HEMOS DESPEDIDO el año con el Gobierno aceptando trocear el Archivo de Salamanca (de momento a favor de Cataluña) y con Ibarretxe intentando separar el País Vasco de eso que llama España como algo ajeno. No sé si el estratega de esto último (la aprobación del Plan en el Parlamento vasco) ha sido el batasuno Arnaldo Otegi, como se dice, pero todo parece indicar que sí. Lo cual nos da una idea bastante clara de por dónde van los tiros (imaginarios, espero), con un pulso cada vez más indeseable entre la parte y el todo. Porque en el Plan Ibarretxe no cree ni Ibarretxe, pero como hay Dios (si lo hay) que lo defenderán con uñas y dientes y lo empujarán hasta que alguien más embarranque con ellos. ¿Y quién más embarrancará? Pues toda una sociedad dividida, si no hay quien lo remedie. Y si no, al tiempo. Pasito a paso. Ni el presidente Zapatero ni el líder del PP, Mariano Rajoy, han hecho concesiones ante el plan secesionista de Ibarretxe.

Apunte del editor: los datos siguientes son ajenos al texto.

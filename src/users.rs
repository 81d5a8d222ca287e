//! User records and the storage interface for them
//!
//! Only the fields the engine reads or mutates live here: ratings, trust
//! inputs, the cached wager balance and the ban flag. Profiles, sessions and
//! linking flows belong to the identity collaborator.

use crate::error::{MatchmakingError, Result};
use crate::types::{GameMode, UserId};
use crate::utils::current_timestamp;
use chrono::{DateTime, Utc};
use serde::{Deserialize, Serialize};
use std::collections::HashMap;
use std::sync::RwLock;

/// Signals supplied by the linked game account
#[derive(Debug, Clone, Default, PartialEq, Serialize, Deserialize)]
pub struct SteamSignals {
    pub hours: u32,
    pub account_age_years: f64,
    pub vac_bans: u32,
    pub game_bans: u32,
}

/// A platform user as seen by the match engine
#[derive(Debug, Clone, Serialize, Deserialize)]
pub struct User {
    pub id: UserId,
    /// Linked external game identity (SteamID64)
    pub steam_id: Option<String>,
    pub elo_1v1: i32,
    pub elo_5v5: i32,
    pub games_1v1: u32,
    pub games_5v5: u32,
    pub trust_score: u32,
    pub steam: SteamSignals,
    /// Reports against this user upheld by moderators
    pub validated_reports: u32,
    /// Spendable balance; a projection of the wager transaction log
    pub balance: u64,
    pub is_banned: bool,
    pub created_at: DateTime<Utc>,
}

impl User {
    pub fn new(id: impl Into<UserId>, initial_elo: i32) -> Self {
        Self {
            id: id.into(),
            steam_id: None,
            elo_1v1: initial_elo,
            elo_5v5: initial_elo,
            games_1v1: 0,
            games_5v5: 0,
            trust_score: 1000,
            steam: SteamSignals::default(),
            validated_reports: 0,
            balance: 0,
            is_banned: false,
            created_at: current_timestamp(),
        }
    }

    pub fn with_steam(mut self, steam_id: impl Into<String>, signals: SteamSignals) -> Self {
        self.steam_id = Some(steam_id.into());
        self.steam = signals;
        self
    }

    pub fn with_balance(mut self, balance: u64) -> Self {
        self.balance = balance;
        self
    }

    pub fn elo(&self, mode: GameMode) -> i32 {
        match mode {
            GameMode::OneVsOne => self.elo_1v1,
            GameMode::FiveVsFive => self.elo_5v5,
        }
    }

    pub fn games_played(&self, mode: GameMode) -> u32 {
        match mode {
            GameMode::OneVsOne => self.games_1v1,
            GameMode::FiveVsFive => self.games_5v5,
        }
    }

    /// Store a settled rating and count the rated game
    pub fn apply_rating(&mut self, mode: GameMode, new_elo: i32) {
        match mode {
            GameMode::OneVsOne => {
                self.elo_1v1 = new_elo;
                self.games_1v1 += 1;
            }
            GameMode::FiveVsFive => {
                self.elo_5v5 = new_elo;
                self.games_5v5 += 1;
            }
        }
    }
}

/// Trait for user storage operations
pub trait UserStore: Send + Sync {
    fn get(&self, user_id: &str) -> Result<Option<User>>;

    /// Fetch several users; missing ids are left out of the result
    fn get_many(&self, user_ids: &[UserId]) -> Result<HashMap<UserId, User>>;

    fn insert(&self, user: User) -> Result<()>;

    /// Atomically read-modify-write one user. When `apply` fails nothing is
    /// written.
    fn update(&self, user_id: &str, apply: &mut dyn FnMut(&mut User) -> Result<()>)
        -> Result<User>;

    fn find_by_steam_id(&self, steam_id: &str) -> Result<Option<User>>;
}

/// In-memory user storage implementation
#[derive(Debug, Default)]
pub struct InMemoryUserStore {
    users: RwLock<HashMap<UserId, User>>,
}

impl InMemoryUserStore {
    pub fn new() -> Self {
        Self::default()
    }
}

impl UserStore for InMemoryUserStore {
    fn get(&self, user_id: &str) -> Result<Option<User>> {
        let users = self
            .users
            .read()
            .map_err(|_| MatchmakingError::lock_poisoned("users read"))?;
        Ok(users.get(user_id).cloned())
    }

    fn get_many(&self, user_ids: &[UserId]) -> Result<HashMap<UserId, User>> {
        let users = self
            .users
            .read()
            .map_err(|_| MatchmakingError::lock_poisoned("users read"))?;
        Ok(user_ids
            .iter()
            .filter_map(|id| users.get(id).map(|u| (id.clone(), u.clone())))
            .collect())
    }

    fn insert(&self, user: User) -> Result<()> {
        let mut users = self
            .users
            .write()
            .map_err(|_| MatchmakingError::lock_poisoned("users write"))?;
        users.insert(user.id.clone(), user);
        Ok(())
    }

    fn update(
        &self,
        user_id: &str,
        apply: &mut dyn FnMut(&mut User) -> Result<()>,
    ) -> Result<User> {
        let mut users = self
            .users
            .write()
            .map_err(|_| MatchmakingError::lock_poisoned("users write"))?;
        let current = users
            .get(user_id)
            .ok_or_else(|| MatchmakingError::UserNotFound {
                user_id: user_id.to_string(),
            })?;

        let mut next = current.clone();
        apply(&mut next)?;
        users.insert(user_id.to_string(), next.clone());
        Ok(next)
    }

    fn find_by_steam_id(&self, steam_id: &str) -> Result<Option<User>> {
        let users = self
            .users
            .read()
            .map_err(|_| MatchmakingError::lock_poisoned("users read"))?;
        Ok(users
            .values()
            .find(|u| u.steam_id.as_deref() == Some(steam_id))
            .cloned())
    }
}
//! External game-server provider integration

pub mod client;
pub mod types;

pub use client::{GameServerProvider, HttpGameServerProvider, MockGameServerProvider};
pub use types::{ProviderMatch, ProviderPlayer, ServerAssignment, ServerSpec};
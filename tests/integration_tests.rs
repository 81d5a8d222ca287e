//! Integration tests for the matchforge engine
//!
//! Drive whole match lifecycles through the public engine API:
//! - queue, confirmation and veto
//! - provisioning, including concurrent and failing requests
//! - ingestion ticks from warmup to a settled result
//! - wager escrow, payouts and refunds
//! - operator actions and their authorization

mod fixtures;

use chrono::{Duration, Utc};
use fixtures::{steam_id, FeedSpec, TestHarness, ADMIN, SUPPORT};
use matchforge::error::MatchmakingError;
use matchforge::history::{InMemoryHistoryStore, MatchHistory, MatchHistoryStore};
use matchforge::ingestion::TickOutcome;
use matchforge::matches::{
    CancelReason, ConfirmOutcome, Match, MatchPhase, MatchStateKind, ProvisioningStatus,
};
use matchforge::matches::store::transition;
use matchforge::settlement::SettlementOutcome;
use matchforge::types::{GameMode, MatchId, PlayerAction, PlayerCommand, TeamSide, VetoKind};
use matchforge::wager::{Wager, WagerLedger, WagerStatus};
use std::sync::atomic::{AtomicUsize, Ordering};
use std::sync::Arc;

async fn create_5v5(h: &TestHarness, prefix: &str) -> Match {
    for i in 0..10 {
        let user = format!("{}{}", prefix, i);
        h.seed_user(&user, 10_000);
        h.engine.queue().join(&user, GameMode::FiveVsFive).await.unwrap();
    }
    h.engine
        .matchmaker()
        .run_once(GameMode::FiveVsFive)
        .await
        .unwrap()
        .expect("ten queued players should pair")
}

fn command(user: &str, action: PlayerAction) -> PlayerCommand {
    PlayerCommand {
        user_id: user.to_string(),
        action,
        timestamp: Utc::now(),
    }
}

#[tokio::test]
async fn test_commands_drive_match_from_queue_to_warmup() {
    let h = TestHarness::new();
    h.seed_user("alice", 0);
    h.seed_user("bob", 0);

    for user in ["alice", "bob"] {
        h.engine
            .execute(command(
                user,
                PlayerAction::JoinQueue {
                    mode: GameMode::OneVsOne,
                },
            ))
            .await
            .unwrap();
    }
    assert_eq!(h.engine.run_matchmaking().await.unwrap(), 1);
    assert_eq!(h.engine.queue().count_by_mode(GameMode::OneVsOne).unwrap(), 0);

    let created = h
        .engine
        .matches()
        .active_match_for("alice")
        .unwrap()
        .expect("alice has a match");
    assert_eq!(created.state(), MatchStateKind::Confirming);

    for user in ["alice", "bob"] {
        h.engine
            .execute(command(
                user,
                PlayerAction::Confirm {
                    match_id: created.id,
                },
            ))
            .await
            .unwrap();
    }
    assert_eq!(h.get_match(created.id).state(), MatchStateKind::Veto);

    // team B may not open either pool
    let captain_b = created.team_b[0].clone();
    let early = h
        .engine
        .execute(command(
            &captain_b,
            PlayerAction::Ban {
                match_id: created.id,
                kind: VetoKind::Map,
                item: "de_dust2".to_string(),
            },
        ))
        .await;
    assert_eq!(early, Err(MatchmakingError::NotYourTurn));

    let captain_a = created.team_a[0].clone();
    for (kind, item) in [(VetoKind::Map, "de_dust2"), (VetoKind::Location, "london")] {
        h.engine
            .execute(command(
                &captain_a,
                PlayerAction::Ban {
                    match_id: created.id,
                    kind,
                    item: item.to_string(),
                },
            ))
            .await
            .unwrap();
    }

    // veto completion provisions in the background
    let warming = h.wait_for_state(created.id, MatchStateKind::Warmup).await;
    h.engine.ingestion().stop(created.id);
    let setup = warming.setup().unwrap();
    assert_eq!(setup.map, "de_mirage");
    assert_eq!(setup.location, "frankfurt");
    assert_eq!(h.provider.servers_created(), 1);
    assert_eq!(
        h.publisher.match_event_names(),
        vec![
            "created",
            "confirmed",
            "banned",
            "banned",
            "veto_completed",
            "server_ready"
        ]
    );
}

#[tokio::test]
async fn test_decline_cancels_and_frees_players() {
    let h = TestHarness::new();
    h.seed_user("alice", 0);
    h.seed_user("bob", 0);
    let created = h.create_1v1("alice", "bob").await;

    h.engine.matches().confirm(created.id, "alice").await.unwrap();
    h.engine.matches().decline(created.id, "bob").await.unwrap();

    let cancelled = h.get_match(created.id);
    assert!(matches!(
        cancelled.phase,
        MatchPhase::Cancelled {
            reason: CancelReason::Declined { .. },
            ..
        }
    ));
    assert!(h.engine.matches().active_match_for("alice").unwrap().is_none());
    h.engine.queue().join("alice", GameMode::OneVsOne).await.unwrap();
}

Tampoco los líderes del nacionalismo vasco han demostrado estar en disposición de negociar nada, sobre todo después encontrarse el pasado jueves con el apoyo batasuno-etarra para sacar adelante su plan en el Parlamento vasco. Un logro que quizá sólo deseaban los radicales, pero que, paradójicamente, fue presentado y defendido por la testaruda coalición gobernante. ¿Nombrará Zapatero otra comisión de expertos, o de sabios, o de lo que sea, para deshacer el entuerto? ¿O resistirá las embestidas nacionalistas con el Estado de Derecho y la legalidad vigente? Después de la polémica experiencia de los especialistas (¿en crear problemas?) que dictaminaron sobre el Archivo de Salamanca, parece aconsejable no parapetarse detrás de más sabios para envolver en extraños celofanes las decisiones que hay que adoptar. El Plan Ibarretxe está sobre la mesa, y con él empieza el año 2005, en el que, además, habrá elecciones en el País Vasco. Rodríguez Zapatero debe dar una respuesta institucional clara, contundente e integradora, si no quiere que el problema se agigante y los embarrancadores de hoy acaben por lograr mañana un éxito en el que no creen, ni es suyo, ni se lo merecen. Es la hora de responder con firmeza y sin equívocos.